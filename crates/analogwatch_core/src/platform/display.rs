//! Declarative UI renderer contracts.

use super::PlatformError;
use std::path::PathBuf;

/// Integer message ids understood by the layout script.
#[derive(Debug, Clone, Copy, PartialEq, Eq, Hash)]
pub enum MessageId {
    SetTime,
    AmbientMode,
    SetBadgeMissedCalls,
    SetBadgeUnreadMessages,
}

impl MessageId {
    /// Wire value shared with the layout resource.
    pub fn code(self) -> i32 {
        match self {
            Self::SetTime => 1,
            Self::AmbientMode => 2,
            Self::SetBadgeMissedCalls => 3,
            Self::SetBadgeUnreadMessages => 4,
        }
    }
}

/// Message body sent to the layout script.
#[derive(Debug, Clone, PartialEq, Eq)]
pub enum MessagePayload {
    Int(i32),
    IntSet(Vec<i32>),
}

/// Window policy applied when the watch window is built.
#[derive(Debug, Clone, PartialEq, Eq)]
pub struct WindowOptions {
    pub title: String,
    pub width: i32,
    pub height: i32,
    pub borderless: bool,
    pub alpha: bool,
    pub indicator_visible: bool,
    pub indicator_transparent: bool,
    pub focus_skip: bool,
    pub role: &'static str,
}

impl WindowOptions {
    /// Standard watch-face window: borderless, opaque, no indicator.
    pub fn watch_face(title: impl Into<String>, width: i32, height: i32) -> Self {
        Self {
            title: title.into(),
            width,
            height,
            borderless: true,
            alpha: false,
            indicator_visible: false,
            indicator_transparent: true,
            focus_skip: true,
            role: "no-effect",
        }
    }
}

/// Layout instantiation request.
#[derive(Debug, Clone, PartialEq, Eq)]
pub struct LayoutSpec {
    /// Compiled layout resource file.
    pub file: PathBuf,
    /// Group inside the resource.
    pub group: &'static str,
    /// Window part the layout is placed into.
    pub part: &'static str,
    pub min_width: i32,
    pub min_height: i32,
    pub width: i32,
    pub height: i32,
}

/// Window surface. Dropping it releases the window.
pub trait WatchWindow {
    fn show(&mut self);
}

/// Instantiated layout. Dropping it releases the layout.
pub trait WatchLayout {
    /// Forwards `emission` raised on part `source` back to the watch face.
    fn add_signal_route(&mut self, emission: &str, source: &str);

    fn send_message(&mut self, id: MessageId, payload: MessagePayload);

    fn emit_signal(&mut self, signal: &str, part: &str);
}

/// Toolkit entry point that builds windows and layouts.
pub trait DisplayBackend {
    type Window: WatchWindow;
    type Layout: WatchLayout;

    fn create_window(&mut self, options: &WindowOptions) -> Result<Self::Window, PlatformError>;

    fn create_layout(
        &mut self,
        window: &mut Self::Window,
        spec: &LayoutSpec,
    ) -> Result<Self::Layout, PlatformError>;

    /// Applies a new UI language to translatable texts.
    fn set_language(&mut self, locale: &str);
}

#[cfg(test)]
mod tests {
    use super::{MessageId, WindowOptions};

    #[test]
    fn message_codes_match_layout_script() {
        assert_eq!(MessageId::SetTime.code(), 1);
        assert_eq!(MessageId::AmbientMode.code(), 2);
        assert_eq!(MessageId::SetBadgeMissedCalls.code(), 3);
        assert_eq!(MessageId::SetBadgeUnreadMessages.code(), 4);
    }

    #[test]
    fn watch_face_window_hides_indicator() {
        let options = WindowOptions::watch_face("org.example.analogwatch", 360, 360);
        assert!(options.borderless);
        assert!(!options.alpha);
        assert!(!options.indicator_visible);
        assert_eq!(options.role, "no-effect");
    }
}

*Exercise brief:*
Among the lines above, return those that contain the string "false".

*Result below:*
            alpha: false,
            indicator_visible: false,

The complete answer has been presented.